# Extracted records
*** Block opens ***

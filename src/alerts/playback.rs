// Copyright (C) 2026 Michael Wilson <mike@mdwn.dev>
//
// This program is free software: you can redistribute it and/or modify it under
// the terms of the GNU General Public License as published by the Free Software
// Foundation, version 3.
//
// This program is distributed in the hope that it will be useful, but WITHOUT
// ANY WARRANTY; without even the implied warranty of MERCHANTABILITY or FITNESS
// FOR A PARTICULAR PURPOSE. See the GNU General Public License for more details.
//
// You should have received a copy of the GNU General Public License along with
// this program. If not, see <https://www.gnu.org/licenses/>.
//

//! The playback engine: a single consumer thread rendering the most recent request to its
//! output device.

use std::collections::HashMap;
use std::sync::Arc;

use parking_lot::Mutex;
use tracing::{debug, info, span, warn, Level};

use super::{BufferBank, Category, ChannelGains, PendingSlot, PlaybackRequest};
use crate::audio::{
    resolve_selector, DeviceSelector, OutputBackend, OutputConnection, StreamFormat, TranscodeError,
};
use crate::playsync::CancelHandle;

#[derive(Debug, thiserror::Error)]
pub enum PlaybackError {
    #[error("no buffer loaded for {0}")]
    UnknownCategory(Category),

    #[error("unable to open output stream on {device}: {reason}")]
    StreamOpen { device: String, reason: String },

    #[error("write to {device} failed: {reason}")]
    Write { device: String, reason: String },

    #[error("unable to convert {category} for {device}: {source}")]
    Transcode {
        category: Category,
        device: String,
        #[source]
        source: TranscodeError,
    },
}

/// How a render ended.
#[derive(Clone, Copy, Debug, PartialEq, Eq)]
pub enum RenderOutcome {
    Completed,
    /// Stopped early at a chunk boundary because a newer request arrived.
    Preempted,
}

/// An open connection and the format it was requested with. The device may have settled on
/// a different format.
struct PooledConnection {
    requested: StreamFormat,
    connection: Arc<dyn OutputConnection>,
}

impl PooledConnection {
    fn serves(&self, format: StreamFormat) -> bool {
        self.requested == format || self.connection.format() == format
    }
}

/// Output connections, opened lazily, one per device, kept until shutdown.
pub struct OutputPool {
    backend: Arc<dyn OutputBackend>,
    connections: Mutex<HashMap<String, PooledConnection>>,
}

impl OutputPool {
    pub fn new(backend: Arc<dyn OutputBackend>) -> OutputPool {
        OutputPool {
            backend,
            connections: Mutex::new(HashMap::new()),
        }
    }

    /// Returns the connection for the selected device, opening it if needed. A connection is
    /// reused when it was requested with `format` or the device runs at `format`; otherwise
    /// it's closed and reopened. The returned connection's format may still differ from
    /// `format` if the device doesn't support it.
    pub fn connection(
        &self,
        selector: &DeviceSelector,
        format: StreamFormat,
    ) -> Result<Arc<dyn OutputConnection>, PlaybackError> {
        let device = match selector {
            DeviceSelector::Name(name) => name.clone(),
            DeviceSelector::Index(_) => {
                let names = self
                    .backend
                    .device_names()
                    .map_err(|e| PlaybackError::StreamOpen {
                        device: selector.to_string(),
                        reason: e.to_string(),
                    })?;
                resolve_selector(&names, selector).ok_or_else(|| PlaybackError::StreamOpen {
                    device: selector.to_string(),
                    reason: format!("no output devices on {}", self.backend.host_name()),
                })?
            }
        };

        let mut connections = self.connections.lock();
        if let Some(pooled) = connections.get(&device) {
            if pooled.serves(format) {
                return Ok(pooled.connection.clone());
            }
            info!(
                device = %device,
                from = %pooled.connection.format(),
                to = %format,
                "Output format changed, reopening connection"
            );
            pooled.connection.close();
            connections.remove(&device);
        }

        let connection: Arc<dyn OutputConnection> = Arc::from(
            self.backend
                .open(&device, format)
                .map_err(|e| PlaybackError::StreamOpen {
                    device: device.clone(),
                    reason: e.to_string(),
                })?,
        );
        info!(connection = %connection, requested = %format, "Opened output connection");
        connections.insert(
            device,
            PooledConnection {
                requested: format,
                connection: connection.clone(),
            },
        );
        Ok(connection)
    }

    /// Closes and forgets a connection so the next request reopens it.
    pub fn discard(&self, connection: &Arc<dyn OutputConnection>) {
        self.connections
            .lock()
            .retain(|_, pooled| !Arc::ptr_eq(&pooled.connection, connection));
        connection.close();
    }

    /// Closes every connection.
    pub fn close_all(&self) {
        for (device, pooled) in self.connections.lock().drain() {
            debug!(device = %device, "Closing output connection");
            pooled.connection.close();
        }
    }

    pub fn len(&self) -> usize {
        self.connections.lock().len()
    }
}

/// Renders requests from the pending slot until the slot is closed.
pub struct PlaybackEngine {
    slot: Arc<PendingSlot>,
    bank: Arc<BufferBank>,
    pool: Arc<OutputPool>,
    /// Stop renders at the next chunk boundary once they're superseded.
    preempt: bool,
    chunk_frames: usize,
}

impl PlaybackEngine {
    pub fn new(
        slot: Arc<PendingSlot>,
        bank: Arc<BufferBank>,
        pool: Arc<OutputPool>,
        preempt: bool,
        chunk_frames: usize,
    ) -> PlaybackEngine {
        PlaybackEngine {
            slot,
            bank,
            pool,
            preempt,
            chunk_frames: chunk_frames.max(1),
        }
    }

    /// The consumer loop. Errors are logged and the request dropped; the loop only ends
    /// when the slot is closed.
    pub fn run(&self) {
        let span = span!(Level::INFO, "playback");
        let _enter = span.enter();
        info!(preempt = self.preempt, chunk_frames = self.chunk_frames, "Playback engine started");

        while let Some((request, handle)) = self.slot.take() {
            match self.render(&request, &handle) {
                Ok(RenderOutcome::Completed) => {
                    debug!(category = %request.category, volume = request.volume, "Warning rendered")
                }
                Ok(RenderOutcome::Preempted) => {
                    debug!(category = %request.category, "Warning superseded mid-render")
                }
                Err(e) => {
                    warn!(category = %request.category, err = %e, "Dropping playback request")
                }
            }
            self.slot.finish(&handle);
        }

        info!("Playback engine stopped");
    }

    /// Streams the request's buffer to its device with the live gains, converted to the
    /// device's format if it couldn't open at the buffer's own.
    pub fn render(
        &self,
        request: &PlaybackRequest,
        handle: &CancelHandle,
    ) -> Result<RenderOutcome, PlaybackError> {
        let buffer = self
            .bank
            .buffer(request.category)
            .ok_or(PlaybackError::UnknownCategory(request.category))?;
        let connection = self.pool.connection(&request.device, buffer.format())?;
        let buffer = self
            .bank
            .transcoded(request.category, &buffer, connection.format())
            .map_err(|source| PlaybackError::Transcode {
                category: request.category,
                device: request.device.to_string(),
                source,
            })?;

        let gains = ChannelGains::new(request.volume, request.balance).scaled(buffer.safe_scaling);
        let channels = usize::from(buffer.channels);
        let mut chunk = Vec::with_capacity(self.chunk_frames * channels);

        for frames in buffer.samples.chunks(self.chunk_frames * channels) {
            if self.preempt && handle.is_cancelled() {
                return Ok(RenderOutcome::Preempted);
            }

            chunk.clear();
            gains.apply(frames, channels, &mut chunk);
            if let Err(e) = connection.write(&chunk) {
                self.pool.discard(&connection);
                return Err(PlaybackError::Write {
                    device: request.device.to_string(),
                    reason: e.to_string(),
                });
            }
        }

        Ok(RenderOutcome::Completed)
    }
}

*** Block closes ***

# PROMPT
If a line falls between the first line of the entries and the line containing "use std::collections::HashMap;", or is one of those two, restate it word for word; leave all other lines out.

# ANSWER TO THE EXERCISE
filename src/alerts/playback.rs
// Copyright (C) 2026 Michael Wilson <mike@mdwn.dev>
//
// This program is free software: you can redistribute it and/or modify it under
// the terms of the GNU General Public License as published by the Free Software
// Foundation, version 3.
//
// This program is distributed in the hope that it will be useful, but WITHOUT
// ANY WARRANTY; without even the implied warranty of MERCHANTABILITY or FITNESS
// FOR A PARTICULAR PURPOSE. See the GNU General Public License for more details.
//
// You should have received a copy of the GNU General Public License along with
// this program. If not, see <https://www.gnu.org/licenses/>.
//

//! The playback engine: a single consumer thread rendering the most recent request to its
//! output device.

use std::collections::HashMap;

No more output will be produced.